Agrimed Industries has announced plans to open a medical cannabis distribution center in Indiana, if the state grants the company a permit. The licenses are expected to be awarded in early summer.

Agrimed President Rahsaan Peak and company Vice President Hawthorne Conley first explored Indiana County as a distribution site in January, working through the Indiana County Office of Planning and Development and Indiana County Chamber of Commerce.

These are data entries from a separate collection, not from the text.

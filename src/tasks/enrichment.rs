use log::{debug, info};

use crate::collaborators::{is_document_url, DocumentFetcher, ExtractionSchema, Extractor, Searcher};
use crate::config::TrackerConfig;
use crate::error::Result;
use crate::models::PollRecord;
use crate::reconcile::merge::{self, MergeMode, MergeOutcome, PollUpdate};
use crate::report::RunReport;
use crate::store::PollStore;

// Names spelled out in the broad search query
const BROAD_SEARCH_NAMES: usize = 6;

#[derive(Debug, Clone, Copy, PartialEq, Eq)]
pub enum Strategy {
    DirectSource,
    DiscoveredSource,
    BroadSearch,
}

impl Strategy {
    // Document re-reads may correct earlier numbers; a search summary may only add
    pub fn merge_mode(self) -> MergeMode {
        match self {
            Strategy::DirectSource | Strategy::DiscoveredSource => MergeMode::Authoritative,
            Strategy::BroadSearch => MergeMode::GapFill,
        }
    }
}

#[derive(Debug, Clone, Copy, PartialEq, Eq)]
pub enum EnrichmentState {
    NeedsWork,
    TriedDirectSource,
    TriedDiscoveredSource,
    TriedBroadSearch,
    Resolved(Strategy),
    Exhausted,
}

impl EnrichmentState {
    pub fn next_strategy(self) -> Option<Strategy> {
        match self {
            EnrichmentState::NeedsWork => Some(Strategy::DirectSource),
            EnrichmentState::TriedDirectSource => Some(Strategy::DiscoveredSource),
            EnrichmentState::TriedDiscoveredSource => Some(Strategy::BroadSearch),
            _ => None,
        }
    }

    pub fn after(self, strategy: Strategy, succeeded: bool) -> EnrichmentState {
        if succeeded {
            return EnrichmentState::Resolved(strategy);
        }
        match strategy {
            Strategy::DirectSource => EnrichmentState::TriedDirectSource,
            Strategy::DiscoveredSource => EnrichmentState::TriedDiscoveredSource,
            Strategy::BroadSearch => EnrichmentState::TriedBroadSearch,
        }
    }

    pub fn is_terminal(self) -> bool {
        matches!(self, EnrichmentState::Resolved(_) | EnrichmentState::Exhausted)
    }
}

#[derive(Debug, Clone)]
pub struct EnrichmentOptions {
    pub min_missing: usize,
    pub limit: usize,
    pub pollster: Option<String>,
}

impl Default for EnrichmentOptions {
    fn default() -> Self {
        Self {
            min_missing: 3,
            limit: 20,
            pollster: None,
        }
    }
}

pub fn is_eligible(record: &PollRecord, config: &TrackerConfig, options: &EnrichmentOptions) -> bool {
    if record.missing_count(config) < options.min_missing {
        return false;
    }
    if let Some(filter) = &options.pollster {
        if !record.pollster.to_lowercase().contains(&filter.to_lowercase()) {
            return false;
        }
    }
    config.is_full_field_pollster(&record.pollster)
}

// Most missing first, capped at the run limit
pub fn select_candidates<'a>(
    records: &'a [PollRecord],
    config: &TrackerConfig,
    options: &EnrichmentOptions,
) -> Vec<&'a PollRecord> {
    let mut picked: Vec<&PollRecord> = records
        .iter()
        .filter(|r| is_eligible(r, config, options))
        .collect();
    picked.sort_by_key(|r| std::cmp::Reverse(r.missing_count(config)));
    picked.truncate(options.limit);
    picked
}

#[derive(Debug, Clone)]
pub struct EnrichmentResult {
    pub state: EnrichmentState,
    pub trail: Vec<EnrichmentState>,
    pub updated: Option<(PollRecord, MergeOutcome)>,
}

fn clip(text: &str, limit: usize) -> &str {
    match text.char_indices().nth(limit) {
        Some((end, _)) => &text[..end],
        None => text,
    }
}

// Candidates that were missing before the cycle and now carry a number
fn newly_filled(missing: &[String], merged: &PollRecord) -> Vec<String> {
    missing
        .iter()
        .filter(|id| merged.shares.is_numeric(id))
        .cloned()
        .collect()
}

/// Runs the fixed strategy order for one record and stops at the first
/// strategy that fills at least one missing candidate share.
pub struct Enricher<'a> {
    config: &'a TrackerConfig,
    extractor: &'a dyn Extractor,
    searcher: &'a dyn Searcher,
    fetcher: &'a dyn DocumentFetcher,
}

impl<'a> Enricher<'a> {
    pub fn new(
        config: &'a TrackerConfig,
        extractor: &'a dyn Extractor,
        searcher: &'a dyn Searcher,
        fetcher: &'a dyn DocumentFetcher,
    ) -> Self {
        Self {
            config,
            extractor,
            searcher,
            fetcher,
        }
    }

    pub async fn enrich(&self, record: &PollRecord, report: &mut RunReport) -> EnrichmentResult {
        let missing = record.shares.missing(self.config);
        info!(
            "Enriching {} ({}, {}): {} missing [{}]",
            record.pollster,
            record.state,
            record.date,
            missing.len(),
            missing.join(", ")
        );

        let mut state = EnrichmentState::NeedsWork;
        let mut trail = vec![state];
        let mut updated = None;

        // Corrections from a document that filled nothing new carry into the next strategy
        let mut base = record.clone();
        let mut carried = MergeOutcome::default();

        while let Some(strategy) = state.next_strategy() {
            let attempt = match strategy {
                Strategy::DirectSource => self.direct_source(&base).await,
                Strategy::DiscoveredSource => self.discovered_source(&base).await,
                Strategy::BroadSearch => self.broad_search(&base, &missing).await,
            };

            let applied = match attempt {
                Ok(Some(update)) => {
                    let (merged, outcome) = merge::merge(&base, &update, strategy.merge_mode(), self.config);
                    let filled = newly_filled(&missing, &merged);
                    if !filled.is_empty() {
                        info!("  {:?}: filled {} candidate(s): {}", strategy, filled.len(), filled.join(", "));
                        let mut total = std::mem::take(&mut carried);
                        total.absorb(outcome);
                        Some((merged, total))
                    } else {
                        if !outcome.shares_changed.is_empty() {
                            info!(
                                "  {:?}: corrected {} but filled nothing missing",
                                strategy,
                                outcome.shares_changed.join(", ")
                            );
                            base = merged;
                            carried.absorb(outcome);
                        } else {
                            info!("  {:?}: no new data", strategy);
                        }
                        None
                    }
                }
                Ok(None) => {
                    debug!("  {:?}: not available", strategy);
                    None
                }
                Err(e) => {
                    report.record_error(e);
                    None
                }
            };

            let succeeded = applied.is_some();
            state = state.after(strategy, succeeded);
            trail.push(state);
            if succeeded {
                updated = applied;
                break;
            }
        }

        if !state.is_terminal() {
            info!("  Could not find data");
            state = EnrichmentState::Exhausted;
            trail.push(state);
        }

        EnrichmentResult { state, trail, updated }
    }

    // Schema for a document read: every candidate, so earlier guesses can be corrected
    fn document_schema(&self) -> ExtractionSchema {
        let ids: Vec<String> = self.config.candidate_ids().map(str::to_string).collect();
        ExtractionSchema::candidates_only(&ids, self.config)
    }

    async fn read_document(&self, record: &PollRecord, url: &str) -> Result<PollUpdate> {
        let text = self.fetcher.fetch_text(url).await?;
        let text = clip(&text, self.config.document_char_limit);
        let raw = self.extractor.extract(record, text, &self.document_schema()).await?;
        Ok(PollUpdate {
            shares: raw.shares(self.config),
            crosstabs: raw.crosstabs(self.config),
            ..PollUpdate::default()
        })
    }

    async fn direct_source(&self, record: &PollRecord) -> Result<Option<PollUpdate>> {
        let Some(url) = record.source_url.as_deref().filter(|u| is_document_url(Some(*u))) else {
            return Ok(None);
        };
        info!("  Trying direct document: {}", url);
        self.read_document(record, url).await.map(Some)
    }

    async fn discovered_source(&self, record: &PollRecord) -> Result<Option<PollUpdate>> {
        let query = format!(
            "Find the direct PDF URL for this poll release:
Pollster: {}
Date: {}
State: {}
Suggested search: {} {} 2028 Democratic primary poll PDF toplines filetype:pdf",
            record.pollster, record.date, record.state, record.pollster, record.date
        );
        let Some(url) = self.searcher.search_locator(&query).await? else {
            return Ok(None);
        };
        if !is_document_url(Some(&url)) {
            debug!("  Search returned a non-document locator: {}", url);
            return Ok(None);
        }
        // Same link the direct strategy already read
        if record.source_url.as_deref() == Some(url.as_str()) {
            return Ok(None);
        }

        info!("  Found document: {}", url);
        let update = self.read_document(record, &url).await?;
        Ok(Some(update.with_source_url(&url)))
    }

    async fn broad_search(&self, record: &PollRecord, missing: &[String]) -> Result<Option<PollUpdate>> {
        if missing.is_empty() {
            return Ok(None);
        }
        let names: Vec<&str> = missing
            .iter()
            .take(BROAD_SEARCH_NAMES)
            .map(|id| self.config.candidate_name(id))
            .collect();
        let month: String = record.date_string().chars().take(7).collect();
        let query = format!(
            "Search for the full results of this poll:
Pollster: {pollster}
Date: {date}
State: {state}

I need vote share percentages for these candidates who are missing from my data:
{wanted}

Search query to use: \"{pollster} {month} 2028 Democratic primary poll full results {top}\"

Use null for candidates not tested or not found. If you can't find the poll, return all nulls.",
            pollster = record.pollster,
            date = record.date,
            state = record.state,
            wanted = names.iter().map(|n| format!("- {}", n)).collect::<Vec<_>>().join("\n"),
            month = month,
            top = names.iter().take(3).copied().collect::<Vec<_>>().join(" "),
        );

        info!("  Trying web search...");
        let schema = ExtractionSchema::candidates_only(missing, self.config);
        let found = self.searcher.search_records(&query, &schema).await?;
        Ok(found.first().map(|raw| PollUpdate {
            shares: raw.shares(self.config),
            ..PollUpdate::default()
        }))
    }
}

/// Enriches eligible records one at a time and swaps successful merges into
/// the store. Returns how many records were resolved.
pub async fn run_backfill(
    store: &mut PollStore,
    enricher: &Enricher<'_>,
    config: &TrackerConfig,
    options: &EnrichmentOptions,
    report: &mut RunReport,
) -> usize {
    let candidates: Vec<PollRecord> = select_candidates(store.records(), config, options)
        .into_iter()
        .cloned()
        .collect();

    info!("Found {} polls to backfill", candidates.len());
    for record in &candidates {
        info!(
            "  {} {} ({}): {} missing",
            record.date,
            record.pollster,
            record.state,
            record.missing_count(config)
        );
    }

    for record in &candidates {
        let result = enricher.enrich(record, report).await;
        match result.updated {
            Some((merged, _)) => {
                if store.replace(merged) {
                    report.resolved += 1;
                }
            }
            None => report.exhausted += 1,
        }
    }
    report.resolved
}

They met with local real estate agents to search for a location, contacted municipal officials to assure zoning and land use compliance, and went public with their plan Wednesday at the bimonthly meeting of the Indiana County board of commissioners.

Agrimed has applied for permits both as a grower and processor and as a dispensary for marijuana, which was legalized for medical use by Act 16 of 2016, a law signed by Gov. Tom Wolf in April. Agrimed met the state’s application deadline on Monday.

The law allows production of the active chemical components of the marijuana plant as pills, sublingual strips, capsules, ointments, oil for vaporizers and transdermal patches, but Pennsylvania is one of a handful of states that prohibits the plant from being dried and cleaned for smoking.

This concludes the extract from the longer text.